> [What the exercise asks]
In the entries below, the word "crate" appears on some lines. Copy each of those lines.
-- Record extracts follows --
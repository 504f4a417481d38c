//! Password value object - Domain layer password handling.
//!
//! New hashes are produced with the configured [`PasswordScheme`]. Verification
//! reads the algorithm from the stored hash itself, so bcrypt hashes (`$2a$`,
//! `$2b$`, `$2y$`) and Argon2 PHC strings (`$argon2...`) can live side by side.

use argon2::{
    password_hash::{rand_core::OsRng, PasswordHash, PasswordHasher, PasswordVerifier, SaltString},
    Argon2,
};

use crate::errors::{AppError, AppResult};

/// Hashing algorithm used for newly stored passwords.
#[derive(Debug, Clone, Copy, PartialEq, Eq)]
pub enum PasswordScheme {
    /// bcrypt with the given work factor (log2 rounds)
    Bcrypt { cost: u32 },
    /// Argon2id with the crate defaults
    Argon2,
}

/// Password value object that handles hashing and verification.
#[derive(Clone)]
pub struct Password {
    hash: String,
}

// Don't expose hash in debug output
impl std::fmt::Debug for Password {
    fn fmt(&self, f: &mut std::fmt::Formatter<'_>) -> std::fmt::Result {
        f.debug_struct("Password")
            .field("hash", &"[REDACTED]")
            .finish()
    }
}

impl Password {
    /// Create a new password by hashing the plain text.
    ///
    /// This is CPU-bound by design; async callers should run it on the
    /// blocking pool.
    ///
    /// # Errors
    /// Returns a validation error for an empty password and an internal
    /// error if the hasher fails.
    pub fn new(plain_text: &str, scheme: PasswordScheme) -> AppResult<Self> {
        if plain_text.is_empty() {
            return Err(AppError::validation("Password is required"));
        }

        let hash = match scheme {
            PasswordScheme::Bcrypt { cost } => bcrypt::hash(plain_text, cost)
                .map_err(|e| AppError::internal(format!("Password hash failed: {}", e)))?,
            PasswordScheme::Argon2 => {
                let salt = SaltString::generate(&mut OsRng);
                Argon2::default()
                    .hash_password(plain_text.as_bytes(), &salt)
                    .map_err(|e| AppError::internal(format!("Password hash failed: {}", e)))?
                    .to_string()
            }
        };

        Ok(Self { hash })
    }

    /// Create a Password from an existing hash (from database).
    pub fn from_hash(hash: String) -> Self {
        Self { hash }
    }

    /// Get the hash string for storage.
    pub fn as_str(&self) -> &str {
        &self.hash
    }

    /// Consume and return the hash string.
    pub fn into_string(self) -> String {
        self.hash
    }

    /// Verify a plain text password against this hash.
    ///
    /// Unknown or corrupt hash formats never verify.
    pub fn verify(&self, plain_text: &str) -> bool {
        if self.hash.starts_with("$argon2") {
            PasswordHash::new(&self.hash)
                .map(|parsed| {
                    Argon2::default()
                        .verify_password(plain_text.as_bytes(), &parsed)
                        .is_ok()
                })
                .unwrap_or(false)
        } else if self.hash.starts_with("$2") {
            bcrypt::verify(plain_text, &self.hash).unwrap_or(false)
        } else {
            false
        }
    }
}

impl From<Password> for String {
    fn from(password: Password) -> Self {
        password.hash
    }
}

#[cfg(test)]
mod tests {
    use super::*;

    // Minimum bcrypt cost keeps the suite fast
    const FAST_BCRYPT: PasswordScheme = PasswordScheme::Bcrypt { cost: 4 };

    #[test]
    fn test_bcrypt_hash_and_verify() {
        let password = Password::new("p@ss1", FAST_BCRYPT).unwrap();

        assert!(password.as_str().starts_with("$2"));
        assert!(password.verify("p@ss1"));
        assert!(!password.verify("wrong"));
    }

    #[test]
    fn test_argon2_hash_and_verify() {
        let password = Password::new("SecurePassword123!", PasswordScheme::Argon2).unwrap();

        assert!(password.as_str().starts_with("$argon2"));
        assert!(password.verify("SecurePassword123!"));
        assert!(!password.verify("WrongPassword123"));
    }

    #[test]
    fn test_password_from_hash() {
        let hash = Password::new("TestPassword123", FAST_BCRYPT)
            .unwrap()
            .into_string();

        let restored = Password::from_hash(hash);
        assert!(restored.verify("TestPassword123"));
    }

    #[test]
    fn test_same_password_different_salts() {
        let plain = "SamePassword123";
        let pass1 = Password::new(plain, FAST_BCRYPT).unwrap();
        let pass2 = Password::new(plain, FAST_BCRYPT).unwrap();

        assert_ne!(pass1.as_str(), pass2.as_str());
        assert_ne!(pass1.as_str(), plain);
        assert!(pass1.verify(plain));
        assert!(pass2.verify(plain));
    }

    #[test]
    fn test_schemes_coexist() {
        let bcrypt = Password::new("shared", FAST_BCRYPT).unwrap();
        let argon = Password::new("shared", PasswordScheme::Argon2).unwrap();

        assert!(Password::from_hash(bcrypt.into_string()).verify("shared"));
        assert!(Password::from_hash(argon.into_string()).verify("shared"));
    }

    #[test]
    fn test_empty_password_rejected() {
        assert!(matches!(
            Password::new("", FAST_BCRYPT),
            Err(AppError::Validation(_))
        ));
    }

    #[test]
    fn test_garbage_hash_never_verifies() {
        assert!(!Password::from_hash("plaintext".into()).verify("plaintext"));
        assert!(!Password::from_hash("$argon2id$broken".into()).verify("x"));
    }

    #[test]
    fn test_debug_redacts_hash() {
        let password = Password::new("secret", FAST_BCRYPT).unwrap();
        assert!(!format!("{:?}", password).contains(password.as_str()));
    }
}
-- Record extracts concluded --
> [Answer for this exercise]
use crate::errors::{AppError, AppResult};
    /// Argon2id with the crate defaults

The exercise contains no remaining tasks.